Second, how would a UMC-1, or, UMC-200 plus 3 Behinger iNuke1000dsp's, one for each LCR, compare to a Denon AVR-3310 with the same amps?

Last but not least...If I call Emotiva with the intent on purchasing a UMC-200, do you think I could negotiate a price discount or otherwise be able to haggle the price at all?


Thanks!
post #16416 of 17192
I sold a UMC-1 and got the 200. Sound is the same not using EQ. The new EQ in the 200 is superior to the original.
The 200 is worth the difference over a used UMC-1 IMO. I have owned Denons including the 4310 and 4311. IMO the UMC-200 sounds better.
post #16417 of 17192
Just in usability alone, the UMC-200 is way above the UMC-1.
The PEQs are worth the price alone if you are a tweaker and don't mind "getting your hands dirty" when dialing in the sound.
If you want set and forget, look elsewhere since virtually any AVR can give you that now.
post #16418 of 17192
Quote:
Originally Posted by Martycool007 View Post

I have a few questions that I was hoping your Emo guys could help me with.

First off, how does the UMC-1 compare to the new UMC-200 as a home theater pre/pro?
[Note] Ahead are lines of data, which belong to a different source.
//! Edgelink CLI
//!
//! Runs either side of the tunnel: the public edge server or the private-side
//! agent that forwards traffic to a local service.

use anyhow::{Context, Result};
use clap::{Parser, Subcommand};
use edgelink_agent::{AgentArgs, TunnelClient};
use edgelink_edge::{EdgeArgs, EdgeServer};
use tracing::{error, info};
use tracing_subscriber::{fmt, prelude::*, EnvFilter};

/// Edgelink - Reach a private HTTP/WebSocket service through a public edge
#[derive(Parser, Debug)]
#[command(name = "edgelink")]
#[command(about = "Edgelink - Reach a private HTTP/WebSocket service through a public edge")]
#[command(version)]
#[command(long_version = concat!(
    env!("GIT_TAG"),
    "\nCommit: ", env!("GIT_HASH"),
    "\nBuilt: ", env!("BUILD_TIME")
))]
struct Cli {
    /// Log level (trace, debug, info, warn, error) or a tracing filter
    #[arg(long, env = "LOG_LEVEL", global = true)]
    log_level: Option<String>,

    #[command(subcommand)]
    command: Commands,
}

#[derive(Subcommand, Debug)]
enum Commands {
    /// Run the public edge server
    #[command(long_about = r#"
Run the public edge server. Public clients reach the private service through
it; agents connect to its tunnel path and present one of the tenant tokens.

EXAMPLES:
  edgelink edge --tenant 3f1c9a --port 3000 --cookie-domain example.com

ENVIRONMENT VARIABLES:
  URL_PREFIX    Tenant token(s), comma separated
  PORT          Port to listen on
  DOMAIN        Cookie domain
  TUNNEL_PATH   Path where agents connect
    "#)]
    Edge(EdgeArgs),

    /// Run the private-side agent
    #[command(long_about = r#"
Connect to an edge server and forward the traffic it relays to a local
service. Reconnects automatically when the connection drops.

EXAMPLES:
  edgelink agent --remote-url wss://edge.example.com --token 3f1c9a \
    --local-url http://homeassistant.local:8123

  edgelink agent -c agent.yaml

ENVIRONMENT VARIABLES:
  REMOTE_WS_URL             Edge server URL
  SOCKET_TOKEN              Tenant token
  LOCAL_HOME_ASSISTANT_URL  Base URL of the local service
    "#)]
    Agent(AgentArgs),
}

#[tokio::main]
async fn main() -> Result<()> {
    let cli = Cli::parse();

    match cli.command {
        Commands::Edge(args) => {
            setup_logging(cli.log_level.as_deref().unwrap_or("info"))?;
            run_edge(args).await
        }
        Commands::Agent(args) => {
            let config = args
                .into_config()
                .context("Invalid agent configuration")?;
            let log_level = cli
                .log_level
                .or_else(|| config.log_level.clone())
                .unwrap_or_else(|| "info".to_string());
            setup_logging(&log_level)?;

            if let Some(path) = &config.config_file {
                info!("Loaded configuration from: {}", path.display());
            }
            if config.generated_agent_id {
                info!("Auto-generated agent ID: {}", config.agent_id);
            }
            info!("Starting agent {}", config.agent_id);
            let client = TunnelClient::new(config).context("Failed to create agent")?;

            tokio::select! {
                _ = tokio::signal::ctrl_c() => {
                    info!("Received Ctrl+C, shutting down...");
                    Ok(())
                }
                result = client.run() => {
                    if let Err(e) = &result {
                        error!("Agent error: {}", e);
                    }
                    result.context("Agent stopped")
                }
            }
        }
    }
}

async fn run_edge(args: EdgeArgs) -> Result<()> {
    let config = args.into_config().context("Invalid edge configuration")?;
    let mut handle = EdgeServer::new(config)?
        .bind()
        .await
        .context("Failed to start edge server")?;

    let stopped = tokio::select! {
        _ = tokio::signal::ctrl_c() => false,
        result = handle.wait() => {
            result.context("Edge server failed")?;
            true
        }
    };

    if !stopped {
        info!("Received Ctrl+C, shutting down...");
        handle.shutdown().await?;
    }
    info!("Edge server stopped");
    Ok(())
}

/// Setup logging based on log level
fn setup_logging(log_level: &str) -> Result<()> {
    let filter = EnvFilter::try_new(log_level)
        .with_context(|| format!("Invalid log level: {}", log_level))?;

    tracing_subscriber::registry()
        .with(fmt::layer().with_target(true).with_thread_ids(false))
        .with(filter)
        .init();

    Ok(())
}
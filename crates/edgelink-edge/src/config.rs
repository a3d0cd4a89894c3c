//! Edge server configuration

use crate::error::EdgeError;
use edgelink_proto::DEFAULT_TUNNEL_PATH;
use std::collections::HashSet;
use std::net::{IpAddr, Ipv4Addr, SocketAddr};
use std::time::Duration;

/// Command-line arguments of `edgelink edge`
#[derive(Debug, Clone, clap::Args)]
pub struct EdgeArgs {
    /// Address to listen on
    #[arg(long, env = "BIND_ADDR", default_value = "0.0.0.0")]
    pub bind: IpAddr,

    /// Port to listen on
    #[arg(long, env = "PORT", default_value_t = 3000)]
    pub port: u16,

    /// Tenant routing token(s), comma separated
    #[arg(long = "tenant", env = "URL_PREFIX", value_delimiter = ',', required = true)]
    pub tenants: Vec<String>,

    /// Domain the sticky-routing cookie is scoped to
    #[arg(long, env = "DOMAIN", default_value = "localhost")]
    pub cookie_domain: String,

    /// Seconds to wait for an agent's reply before answering 500
    #[arg(long, env = "REQUEST_TIMEOUT_SECS", default_value_t = 40)]
    pub request_timeout_secs: u64,

    /// Path where agents open the tunnel channel
    #[arg(long, env = "TUNNEL_PATH", default_value = DEFAULT_TUNNEL_PATH)]
    pub tunnel_path: String,

    /// Largest public request body accepted, in bytes
    #[arg(long, env = "MAX_BODY_BYTES", default_value_t = 100_000_000)]
    pub max_body_bytes: usize,
}

impl EdgeArgs {
    pub fn into_config(self) -> Result<EdgeConfig, EdgeError> {
        let config = EdgeConfig {
            bind_addr: SocketAddr::new(self.bind, self.port),
            tenants: self
                .tenants
                .into_iter()
                .map(|tenant| tenant.trim().to_string())
                .collect(),
            cookie_domain: self.cookie_domain,
            request_timeout: Duration::from_secs(self.request_timeout_secs),
            tunnel_path: self.tunnel_path,
            max_body_bytes: self.max_body_bytes,
            ..Default::default()
        };
        config.validate()?;
        Ok(config)
    }
}

/// Validated edge settings, immutable once the server starts
#[derive(Debug, Clone)]
pub struct EdgeConfig {
    pub bind_addr: SocketAddr,
    pub tenants: Vec<String>,
    pub cookie_domain: String,
    pub request_timeout: Duration,
    pub tunnel_path: String,
    pub max_body_bytes: usize,
    /// Time an agent has to send its `connect` message
    pub handshake_timeout: Duration,
    /// Interval between keepalive pings on agent connections
    pub ping_interval: Duration,
}

impl Default for EdgeConfig {
    fn default() -> Self {
        Self {
            bind_addr: SocketAddr::new(IpAddr::V4(Ipv4Addr::UNSPECIFIED), 3000),
            tenants: Vec::new(),
            cookie_domain: "localhost".to_string(),
            request_timeout: Duration::from_secs(40),
            tunnel_path: DEFAULT_TUNNEL_PATH.to_string(),
            max_body_bytes: 100_000_000,
            handshake_timeout: Duration::from_secs(10),
            ping_interval: Duration::from_secs(30),
        }
    }
}

impl EdgeConfig {
    pub fn validate(&self) -> Result<(), EdgeError> {
        if self.tenants.is_empty() {
            return Err(EdgeError::Config("at least one tenant is required".into()));
        }

        let mut seen = HashSet::new();
        for tenant in &self.tenants {
            if tenant.is_empty() {
                return Err(EdgeError::Config("tenant tokens must not be empty".into()));
            }
            if !tenant.chars().all(is_token_char) {
                return Err(EdgeError::Config(format!(
                    "tenant token {:?} may only contain letters, digits, '-', '_', '.' and '~'",
                    tenant
                )));
            }
            if !seen.insert(tenant.as_str()) {
                return Err(EdgeError::Config(format!("duplicate tenant {:?}", tenant)));
            }
        }

        if !self.tunnel_path.starts_with('/') || self.tunnel_path.len() < 2 {
            return Err(EdgeError::Config(format!(
                "tunnel path {:?} must start with '/'",
                self.tunnel_path
            )));
        }
        if self.request_timeout.is_zero() {
            return Err(EdgeError::Config("request timeout must be positive".into()));
        }
        if self.handshake_timeout.is_zero() || self.ping_interval.is_zero() {
            return Err(EdgeError::Config(
                "handshake timeout and ping interval must be positive".into(),
            ));
        }
        if self.max_body_bytes == 0 {
            return Err(EdgeError::Config("max body size must be positive".into()));
        }

        Ok(())
    }
}

// Tokens end up in URL paths and cookie values
fn is_token_char(c: char) -> bool {
    c.is_ascii_alphanumeric() || matches!(c, '-' | '_' | '.' | '~')
}

#[cfg(test)]
mod tests {
    use super::*;
    use clap::Parser;

    #[derive(Parser)]
    struct TestCli {
        #[command(flatten)]
        edge: EdgeArgs,
    }

    fn config(tenants: &[&str]) -> EdgeConfig {
        EdgeConfig {
            tenants: tenants.iter().map(|t| t.to_string()).collect(),
            ..Default::default()
        }
    }

    #[test]
    fn test_parse_args() {
        let cli = TestCli::parse_from([
            "edge",
            "--tenant",
            "alpha, beta",
            "--port",
            "8080",
            "--cookie-domain",
            "example.com",
        ]);
        let config = cli.edge.into_config().unwrap();

        assert_eq!(config.tenants, vec!["alpha", "beta"]);
        assert_eq!(config.bind_addr.port(), 8080);
        assert_eq!(config.cookie_domain, "example.com");
        assert_eq!(config.request_timeout, Duration::from_secs(40));
        assert_eq!(config.tunnel_path, DEFAULT_TUNNEL_PATH);
    }

    #[test]
    fn test_validate() {
        assert!(config(&["alpha"]).validate().is_ok());
        assert!(config(&[]).validate().is_err());
        assert!(config(&[""]).validate().is_err());
        assert!(config(&["alpha", "alpha"]).validate().is_err());
        assert!(config(&["a/b"]).validate().is_err());

        let mut bad_path = config(&["alpha"]);
        bad_path.tunnel_path = "tunnel".to_string();
        assert!(bad_path.validate().is_err());

        let mut zero_timeout = config(&["alpha"]);
        zero_timeout.request_timeout = Duration::ZERO;
        assert!(matches!(zero_timeout.validate(), Err(EdgeError::Config(_))));
    }
}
Is the UMC-200 a huge step up in SQ, or is it more of a lateral move?

Second, how would a UMC-1, or, UMC-200 plus 3 Behinger iNuke1000dsp's, one for each LCR, compare to a Denon AVR-3310 with the same amps?

Last but not least...If I call Emotiva with the intent on purchasing a UMC-200, do you think I could negotiate a price discount or otherwise be able to haggle the price at all?


Thanks!

I have the Sherbourn SR-8100 receiver which is essentially a UMC-200 and a UPA-700 put together. Emotiva is selling these for $549 while supplies last. I could not be more satisfied with this unit.

As to your second point, I have been (among other things) a performing musician for many years and IMO, Behringer is not a name one associates with quality. Their amps are way over rated and usually don't hold up well under stress. The Sherbourn would put out about the same power as the iNuke1000 and sound a lot better.

Can't help you on your third point.
post #16419 of 17192
Quote:
Originally Posted by Martycool007 View Post

I have a few questions that I was hoping your Emo guys could help me with.

First off, how does the UMC-1 compare to the new UMC-200 as a home theater pre/pro? Is the UMC-200 a huge step up in SQ, or is it more of a lateral move?

Second, how would a UMC-1, or, UMC-200 plus 3 Behinger iNuke1000dsp's, one for each LCR, compare to a Denon AVR-3310 with the same amps?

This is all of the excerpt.